But it's Sky's reaction to this that has raised people's ire more than anything else. They haven't just pretended it's business as usual; they've run and hid. Brailsford of course has previous for this, remembering him literally running away from Daniel Benson asking him how the investigation into Leinders was going back in 2012. Brailsford has been avoiding the press at all turns, then at the pre-Giro press conference claiming about his openness - he's been at all the races, so the press just haven't seen fit to ask him questions, notwithstanding that he's hidden away at the bus and avoided interviews, and when he has he's given even more circuitous non-answer answers than usual, and refused to handle any questions pertaining to the ongoing situation (while commenting on the specifics of the case may not be possible due to the ongoing proceedings, he's used that as an excuse to not answer some only tangentially related questions, such as conditional outcomes and how this meshes with Team Sky's stated anti-doping policy). He's doubled down on supporting Froome, and then been in hiding for most of the Giro, only to emerge at the last minute to gloat and take personal credit for Froome's spectacular stage 19 ride.

And then you have the ride itself. I've been over a few times how the transformation of Froome, his style on a bike and his paucity of results before his contract was up and he said avada khedavra and became the rider we now know mean that it's harder for fans to suspend their disbelief with him than with other riders' doped exploits, because it's harder to rationalize him as the best cyclist in the world for those reasons. And that's part of the reason why a rider flying away with 80km and three mountains to go and winning solo by minutes isn't being bought in many quarters as a heroic throwback to the golden days of yore, but as a disgusting power play. Froome himself must surely know that a performance like this in 2018 is going to be received much more negatively than even if he himself did it five years ago, because when you're under investigation for doping and pull out a miracle comeback of that kind, surely in his heart of hearts he knows this is not going to be interpreted as a wounded champion putting on a show like Bernard Hinault into Ávila in 1983, but as a brazen display of "you can't catch me" from a known doper?
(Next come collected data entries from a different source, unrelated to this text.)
//! `SKIP_TEST_CLUSTER` policy for suites that need embedded PostgreSQL.

fn should_skip_test_cluster() -> bool {
    std::env::var("SKIP_TEST_CLUSTER")
        .map(|value| matches!(value.to_lowercase().as_str(), "1" | "true" | "yes"))
        .unwrap_or(false)
}

/// Skip with a marker when `SKIP_TEST_CLUSTER` is truthy, otherwise fail loudly.
pub fn handle_cluster_setup_failure<T>(reason: impl std::fmt::Display) -> Option<T> {
    if should_skip_test_cluster() {
        eprintln!("SKIP-TEST-CLUSTER: {reason}");
        None
    } else {
        panic!("Test cluster setup failed: {reason}. Set SKIP_TEST_CLUSTER=1 to skip.");
    }
}
//! Builders for HTTP state ports.

use std::sync::Arc;

use actix_web::web;
use mockable::{Clock, DefaultClock};

use mechanic_shop::domain::ports::{IdentityRepository, PartRepository, TicketRepository};
use mechanic_shop::inbound::http::state::{HttpState, HttpStatePorts};
use mechanic_shop::outbound::memory::MemoryStore;
use mechanic_shop::outbound::password::BcryptPasswordHasher;
use mechanic_shop::outbound::persistence::{
    DbPool, DieselIdentityRepository, DieselPartRepository, DieselTicketRepository,
};
use mechanic_shop::outbound::token::JwtTokenService;

use super::ServerConfig;

/// Repository trio backing the services.
struct Repositories {
    identities: Arc<dyn IdentityRepository>,
    parts: Arc<dyn PartRepository>,
    tickets: Arc<dyn TicketRepository>,
}

fn build_repositories(pool: Option<&DbPool>) -> Repositories {
    match pool {
        Some(pool) => Repositories {
            identities: Arc::new(DieselIdentityRepository::new(pool.clone())),
            parts: Arc::new(DieselPartRepository::new(pool.clone())),
            tickets: Arc::new(DieselTicketRepository::new(pool.clone())),
        },
        None => {
            let store = Arc::new(MemoryStore::new());
            Repositories {
                identities: store.clone(),
                parts: store.clone(),
                tickets: store,
            }
        }
    }
}

/// Wire the domain services from the server configuration.
pub fn build_http_state(config: &ServerConfig) -> web::Data<HttpState> {
    let clock: Arc<dyn Clock> = Arc::new(DefaultClock);
    let Repositories {
        identities,
        parts,
        tickets,
    } = build_repositories(config.db_pool.as_ref());
    let tokens = JwtTokenService::new(&config.token.secret, config.token_ttl, clock.clone());
    web::Data::new(HttpState::new(HttpStatePorts {
        identities,
        parts,
        tickets,
        tokens: Arc::new(tokens),
        passwords: Arc::new(BcryptPasswordHasher::new(config.password_cost)),
        clock,
    }))
}
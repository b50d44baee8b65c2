//! Helpers shared by the embedded PostgreSQL suites.
//!
//! Each integration test file compiles as its own crate and pulls this module
//! in with `mod support;`, so not every helper is used by every suite.

mod cluster_skip;
mod embedded_postgres;
pub mod pg_embed;
pub mod shop_seed;

pub use cluster_skip::handle_cluster_setup_failure;
pub use embedded_postgres::{migrate_schema, reset_database};

/// Render a `postgres` error with its SQLSTATE and detail.
///
/// `postgres::Error`'s `Display` collapses server errors to `db error`.
pub fn format_postgres_error(error: &postgres::Error) -> String {
    let Some(db_error) = error.as_db_error() else {
        return error.to_string();
    };
    let mut summary = format!("postgres error {:?}: {}", db_error.code(), db_error.message());
    if let Some(detail) = db_error.detail() {
        summary.push_str("; detail: ");
        summary.push_str(detail);
    }
    summary
}
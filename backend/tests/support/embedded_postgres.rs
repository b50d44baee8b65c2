//! Database reset and schema setup for embedded clusters.
//!
//! Reset goes through `postgres` so `DROP DATABASE` runs outside any Diesel
//! transaction. The schema comes from the same embedded migrations the
//! binary applies at startup.

use mechanic_shop::outbound::persistence::run_migrations;
use pg_embedded_setup_unpriv::TestCluster;
use postgres::{Client, NoTls};

use super::format_postgres_error;

const ADMIN_DATABASE: &str = "postgres";

/// Drop and recreate `name` on the cluster.
pub fn reset_database(cluster: &TestCluster, name: &str) -> Result<(), String> {
    let admin_url = cluster.connection().database_url(ADMIN_DATABASE);
    let mut client =
        Client::connect(&admin_url, NoTls).map_err(|err| format_postgres_error(&err))?;
    let quoted = name.replace('"', "\"\"");
    client
        .batch_execute(&format!(
            r#"DROP DATABASE IF EXISTS "{quoted}" WITH (FORCE); CREATE DATABASE "{quoted}";"#
        ))
        .map_err(|err| format_postgres_error(&err))
}

/// Apply every migration to the database at `url`.
pub fn migrate_schema(url: &str) -> Result<(), String> {
    run_migrations(url).map_err(|err| err.to_string())
}
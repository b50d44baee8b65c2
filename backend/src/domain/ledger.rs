//! Inventory ledger arithmetic.
//!
//! Pure functions over the stock position of one part on one ticket. Storage
//! adapters load the position under a row lock, run [`apply_adjustment`], and
//! write back the result in the same transaction, so every adapter enforces
//! identical rules.
//!
//! The conservation law holds for every successful step:
//! `on_hand + used_on_ticket` is unchanged by reserve and release.

use super::error::Error;
use super::part::{MAX_QUANTITY, PartName};
use super::ticket::PartsAdjustment;

/// Stock of one part as seen from one ticket.
#[derive(Debug, Clone, Copy, PartialEq, Eq)]
pub struct StockPosition {
    /// Units on the shelf.
    pub on_hand: u32,
    /// Units currently charged to the ticket.
    pub used_on_ticket: u32,
}

/// Move `quantity` units from the shelf onto the ticket.
///
/// # Errors
/// [`ErrorCode::InsufficientStock`](super::ErrorCode::InsufficientStock) when
/// fewer than `quantity` units are on hand.
pub fn reserve(position: StockPosition, part: &PartName, quantity: u32) -> Result<StockPosition, Error> {
    let on_hand = position
        .on_hand
        .checked_sub(quantity)
        .ok_or_else(|| Error::insufficient_stock(format!("Not enough {part}s in inventory")))?;
    let used_on_ticket = bounded_add(position.used_on_ticket, quantity, "quantity_used")?;
    Ok(StockPosition {
        on_hand,
        used_on_ticket,
    })
}

/// Move `quantity` units from the ticket back onto the shelf.
///
/// # Errors
/// [`ErrorCode::OverReturn`](super::ErrorCode::OverReturn) when the ticket holds
/// fewer than `quantity` units.
pub fn release(position: StockPosition, part: &PartName, quantity: u32) -> Result<StockPosition, Error> {
    let used_on_ticket = position.used_on_ticket.checked_sub(quantity).ok_or_else(|| {
        Error::over_return(format!("Cannot return more {part}s than used in this ticket"))
    })?;
    let on_hand = bounded_add(position.on_hand, quantity, "quantity_returned")?;
    Ok(StockPosition {
        on_hand,
        used_on_ticket,
    })
}

fn bounded_add(current: u32, quantity: u32, field: &str) -> Result<u32, Error> {
    current
        .checked_add(quantity)
        .filter(|total| *total <= MAX_QUANTITY)
        .ok_or_else(|| Error::validation(format!("{field} is too large")))
}

/// Apply the reserve half, then the release half, of an adjustment.
///
/// Each half is validated against the position left by the previous step, so
/// a request may return units it reserves in the same call. Nothing is
/// returned on failure; callers discard the whole operation.
pub fn apply_adjustment(
    position: StockPosition,
    part: &PartName,
    adjustment: &PartsAdjustment,
) -> Result<StockPosition, Error> {
    let mut next = position;
    if adjustment.quantity_used() > 0 {
        next = reserve(next, part, adjustment.quantity_used())?;
    }
    if adjustment.quantity_returned() > 0 {
        next = release(next, part, adjustment.quantity_returned())?;
    }
    Ok(next)
}
//! Surrogate record identifiers.
//!
//! Each aggregate gets its own newtype so a ticket id can never be passed
//! where a part id is expected.

use std::fmt;

use serde::{Deserialize, Serialize};

macro_rules! record_id {
    ($(#[$meta:meta])* $name:ident) => {
        $(#[$meta])*
        #[derive(
            Debug, Clone, Copy, PartialEq, Eq, PartialOrd, Ord, Hash, Serialize, Deserialize,
        )]
        #[serde(transparent)]
        pub struct $name(i64);

        impl $name {
            /// Wrap a raw store identifier.
            #[must_use]
            pub const fn new(raw: i64) -> Self {
                Self(raw)
            }

            /// Raw store identifier.
            #[must_use]
            pub const fn get(self) -> i64 {
                self.0
            }
        }

        impl fmt::Display for $name {
            fn fmt(&self, f: &mut fmt::Formatter<'_>) -> fmt::Result {
                write!(f, "{}", self.0)
            }
        }
    };
}

record_id!(
    /// Primary key of a customer identity.
    CustomerId
);
record_id!(
    /// Primary key of a mechanic identity.
    MechanicId
);
record_id!(
    /// Primary key of an inventory part.
    PartId
);
record_id!(
    /// Primary key of a service ticket.
    TicketId
);
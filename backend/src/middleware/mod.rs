//! Request middleware shared by every HTTP route.

pub mod trace;

pub use trace::Trace;
//! Service tickets and their field rules.
//!
//! A ticket is open while it exists and deleted when removed; there are no
//! intermediate workflow states. The assigned mechanic set is never empty.

use std::collections::BTreeSet;
use std::fmt;
use std::sync::OnceLock;

use chrono::NaiveDate;
use regex::Regex;
use serde::{Deserialize, Serialize};

use super::error::Error;
use super::ids::{CustomerId, MechanicId, PartId, TicketId};
use super::part::PartName;

/// Minimum accepted description length after trimming.
pub const DESCRIPTION_MIN: usize = 5;

/// Validation errors raised by ticket value constructors.
#[derive(Debug, Clone, PartialEq, Eq)]
pub enum TicketValidationError {
    /// VIN is not 17 characters of the allowed charset.
    InvalidVin,
    /// Service date lies before today.
    DateInPast,
    /// Description shorter than [`DESCRIPTION_MIN`] characters.
    DescriptionTooShort { min: usize },
    /// No mechanic was supplied.
    NoMechanics,
    /// A parts update carried neither a used nor a returned quantity.
    EmptyPartsAdjustment,
}

impl fmt::Display for TicketValidationError {
    fn fmt(&self, f: &mut fmt::Formatter<'_>) -> fmt::Result {
        match self {
            Self::InvalidVin => write!(
                f,
                "Invalid VIN. Must be 17 characters (letters/digits, no I, O, Q)"
            ),
            Self::DateInPast => write!(f, "Service date cannot be in the past"),
            Self::DescriptionTooShort { min } => write!(
                f,
                "Service description must be at least {min} characters long"
            ),
            Self::NoMechanics => write!(f, "At least one mechanic must be assigned"),
            Self::EmptyPartsAdjustment => write!(
                f,
                "Either quantityUsed or quantityReturned must be greater than zero"
            ),
        }
    }
}

impl std::error::Error for TicketValidationError {}

impl TicketValidationError {
    /// Request field the violation refers to.
    #[must_use]
    pub const fn field(&self) -> &'static str {
        match self {
            Self::InvalidVin => "vin",
            Self::DateInPast => "serviceDate",
            Self::DescriptionTooShort { .. } => "serviceDesc",
            Self::NoMechanics => "mechanicIds",
            Self::EmptyPartsAdjustment => "quantityUsed",
        }
    }

    const fn code(&self) -> &'static str {
        match self {
            Self::InvalidVin => "invalid_vin",
            Self::DateInPast => "date_in_past",
            Self::DescriptionTooShort { .. } => "too_short",
            Self::NoMechanics => "empty",
            Self::EmptyPartsAdjustment => "not_positive",
        }
    }
}

impl From<TicketValidationError> for Error {
    fn from(value: TicketValidationError) -> Self {
        Self::invalid_field(value.field(), value.code(), value.to_string())
    }
}

static VIN_RE: OnceLock<Regex> = OnceLock::new();

fn vin_regex() -> &'static Regex {
    VIN_RE.get_or_init(|| {
        Regex::new("^[A-HJ-NPR-Z0-9]{17}$")
            .unwrap_or_else(|error| panic!("VIN regex failed to compile: {error}"))
    })
}

/// Vehicle identification number.
///
/// Input is trimmed and upper-cased before validation. The letters I, O and Q
/// are excluded from the charset.
///
/// # Examples
/// ```
/// use mechanic_shop::domain::Vin;
///
/// let vin = Vin::new(" 1hgcm82633a123456 ").expect("valid VIN");
/// assert_eq!(vin.as_ref(), "1HGCM82633A123456");
/// assert!(Vin::new("1HGCM82633A12345O").is_err());
/// ```
#[derive(Debug, Clone, PartialEq, Eq, Hash, Serialize, Deserialize)]
#[serde(try_from = "String", into = "String")]
pub struct Vin(String);

impl Vin {
    /// Normalise and validate a VIN.
    pub fn new(raw: impl AsRef<str>) -> Result<Self, TicketValidationError> {
        let normalized = raw.as_ref().trim().to_ascii_uppercase();
        if !vin_regex().is_match(&normalized) {
            return Err(TicketValidationError::InvalidVin);
        }
        Ok(Self(normalized))
    }
}

/// Free-text description of the requested service.
#[derive(Debug, Clone, PartialEq, Eq, Serialize, Deserialize)]
#[serde(try_from = "String", into = "String")]
pub struct ServiceDescription(String);

impl ServiceDescription {
    /// Validate a description; it must hold at least five non-blank characters.
    pub fn new(raw: impl AsRef<str>) -> Result<Self, TicketValidationError> {
        let trimmed = raw.as_ref().trim();
        if trimmed.chars().count() < DESCRIPTION_MIN {
            return Err(TicketValidationError::DescriptionTooShort {
                min: DESCRIPTION_MIN,
            });
        }
        Ok(Self(trimmed.to_owned()))
    }
}

macro_rules! ticket_string {
    ($name:ident) => {
        impl AsRef<str> for $name {
            fn as_ref(&self) -> &str {
                self.0.as_str()
            }
        }

        impl fmt::Display for $name {
            fn fmt(&self, f: &mut fmt::Formatter<'_>) -> fmt::Result {
                f.write_str(self.as_ref())
            }
        }

        impl From<$name> for String {
            fn from(value: $name) -> Self {
                value.0
            }
        }

        impl TryFrom<String> for $name {
            type Error = TicketValidationError;

            fn try_from(value: String) -> Result<Self, Self::Error> {
                Self::new(value)
            }
        }
    };
}

ticket_string!(Vin);
ticket_string!(ServiceDescription);

/// Reject service dates before `today`.
pub fn ensure_not_past(date: NaiveDate, today: NaiveDate) -> Result<NaiveDate, TicketValidationError> {
    if date < today {
        return Err(TicketValidationError::DateInPast);
    }
    Ok(date)
}

/// Cumulative quantity of one part charged to one ticket.
#[derive(Debug, Clone, PartialEq, Eq)]
pub struct PartUsage {
    /// Part being consumed.
    pub part_id: PartId,
    /// Part name at read time.
    pub part_name: PartName,
    /// Units currently charged to the ticket.
    pub quantity_used: u32,
}

/// An open service ticket.
#[derive(Debug, Clone, PartialEq, Eq)]
pub struct ServiceTicket {
    /// Primary key.
    pub id: TicketId,
    /// Vehicle being serviced.
    pub vin: Vin,
    /// Scheduled service date.
    pub service_date: NaiveDate,
    /// Requested work.
    pub description: ServiceDescription,
    /// Owning customer.
    pub customer_id: CustomerId,
    /// Assigned mechanics; never empty.
    pub mechanic_ids: BTreeSet<MechanicId>,
    /// Part usage records, ordered by part id.
    pub parts: Vec<PartUsage>,
}

/// Ticket to be inserted.
#[derive(Debug, Clone, PartialEq, Eq)]
pub struct NewTicket {
    /// Owning customer.
    pub customer_id: CustomerId,
    /// Vehicle being serviced.
    pub vin: Vin,
    /// Scheduled service date.
    pub service_date: NaiveDate,
    /// Requested work.
    pub description: ServiceDescription,
    /// Initial mechanic set; validated non-empty.
    pub mechanic_ids: BTreeSet<MechanicId>,
}

impl NewTicket {
    /// Assemble a new ticket, requiring at least one mechanic.
    pub fn new(
        customer_id: CustomerId,
        vin: Vin,
        service_date: NaiveDate,
        description: ServiceDescription,
        mechanic_ids: impl IntoIterator<Item = MechanicId>,
    ) -> Result<Self, TicketValidationError> {
        let mechanic_ids: BTreeSet<_> = mechanic_ids.into_iter().collect();
        if mechanic_ids.is_empty() {
            return Err(TicketValidationError::NoMechanics);
        }
        Ok(Self {
            customer_id,
            vin,
            service_date,
            description,
            mechanic_ids,
        })
    }
}

/// Allow-listed partial update of ticket information.
#[derive(Debug, Clone, Default, PartialEq, Eq)]
pub struct TicketInfoChanges {
    /// Replacement VIN.
    pub vin: Option<Vin>,
    /// Replacement service date.
    pub service_date: Option<NaiveDate>,
    /// Replacement description.
    pub description: Option<ServiceDescription>,
}

impl TicketInfoChanges {
    /// Merge the changes into `ticket`, field by field.
    pub fn apply_to(&self, ticket: &mut ServiceTicket) {
        if let Some(vin) = &self.vin {
            ticket.vin = vin.clone();
        }
        if let Some(date) = self.service_date {
            ticket.service_date = date;
        }
        if let Some(description) = &self.description {
            ticket.description = description.clone();
        }
    }
}

/// Mechanics to add to and remove from a ticket in one request.
#[derive(Debug, Clone, Default, PartialEq, Eq)]
pub struct MechanicChanges {
    /// Mechanics to assign; unknown or already assigned ids are skipped.
    pub add: Vec<MechanicId>,
    /// Mechanics to unassign, in request order.
    pub remove: Vec<MechanicId>,
}

/// Combined reserve/release request for one part on one ticket.
#[derive(Debug, Clone, Copy, PartialEq, Eq)]
pub struct PartsAdjustment {
    part_id: PartId,
    quantity_used: u32,
    quantity_returned: u32,
}

impl PartsAdjustment {
    /// Build an adjustment; at least one quantity must be positive.
    pub const fn new(
        part_id: PartId,
        quantity_used: u32,
        quantity_returned: u32,
    ) -> Result<Self, TicketValidationError> {
        if quantity_used == 0 && quantity_returned == 0 {
            return Err(TicketValidationError::EmptyPartsAdjustment);
        }
        Ok(Self {
            part_id,
            quantity_used,
            quantity_returned,
        })
    }

    /// Part being adjusted.
    #[must_use]
    pub const fn part_id(&self) -> PartId {
        self.part_id
    }

    /// Units to reserve from stock.
    #[must_use]
    pub const fn quantity_used(&self) -> u32 {
        self.quantity_used
    }

    /// Units to return to stock.
    #[must_use]
    pub const fn quantity_returned(&self) -> u32 {
        self.quantity_returned
    }

    /// Human-readable summary such as `3 Headlights(s) added and 1 Headlights(s) removed`.
    #[must_use]
    pub fn summary(&self, part_name: &PartName) -> String {
        let mut parts = Vec::with_capacity(2);
        if self.quantity_used > 0 {
            parts.push(format!("{} {part_name}(s) added", self.quantity_used));
        }
        if self.quantity_returned > 0 {
            parts.push(format!("{} {part_name}(s) removed", self.quantity_returned));
        }
        parts.join(" and ")
    }
}
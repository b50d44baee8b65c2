//! HTTP inbound adapter exposing REST endpoints.

pub mod auth;
pub mod customers;
pub mod error;
pub mod health;
pub mod identities;
pub mod mechanics;
pub mod parts;
pub mod schemas;
pub mod state;
#[cfg(test)]
pub mod test_utils;
pub mod tickets;
pub mod token_config;
pub mod validation;

pub use error::ApiResult;

use actix_web::web;

/// Register every `/api/v1` resource on `cfg`.
///
/// Order matters: the literal `me` and `workload` segments are registered
/// before the `{id}` resources that would otherwise capture them.
///
/// # Examples
/// ```
/// use actix_web::{App, web};
/// use mechanic_shop::inbound::http::configure_api;
///
/// let _app = App::new().service(web::scope("/api/v1").configure(configure_api));
/// ```
pub fn configure_api(cfg: &mut web::ServiceConfig) {
    cfg.service(auth::logout)
        .configure(customers::configure)
        .configure(mechanics::configure)
        .configure(parts::configure)
        .configure(tickets::configure);
}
Were the Sky fans who are cheering Froome to this Giro victory similarly enthused by Alejandro Valverde's two year stint as a fugitive from CONI, winning left right and centre between giving CONI a blood test after the Prato Nevoso stage in 2008 (oh look, another link to today) and eventually being suspended in 2010? The comparison was made, many years ago, to an action movie when the hero has got the villain in for questioning, they know they're the bad guy but they haven't got a charge, so the villain is taunting them, mocking them, and the hero can't do anything about it. That's a good comparison - especially when Brailsford emerges from his Keyser Soze slumber to publicly gloat about the triumph - at this stage it's become evident that Sky are very much villains of the piece, and in many ways have been shown up as that most unlikable of villains, the pontificating moralizer that casts judgement on others, incites people against them, but is simultaneously just as guilty themselves. Remember, these guardians of the morals of cycling also have a known racist in the ranks who they refused to sanction until it was at minimum loss to themselves, and who apparently deliberately tried to injure a fellow competitor for publicizing that.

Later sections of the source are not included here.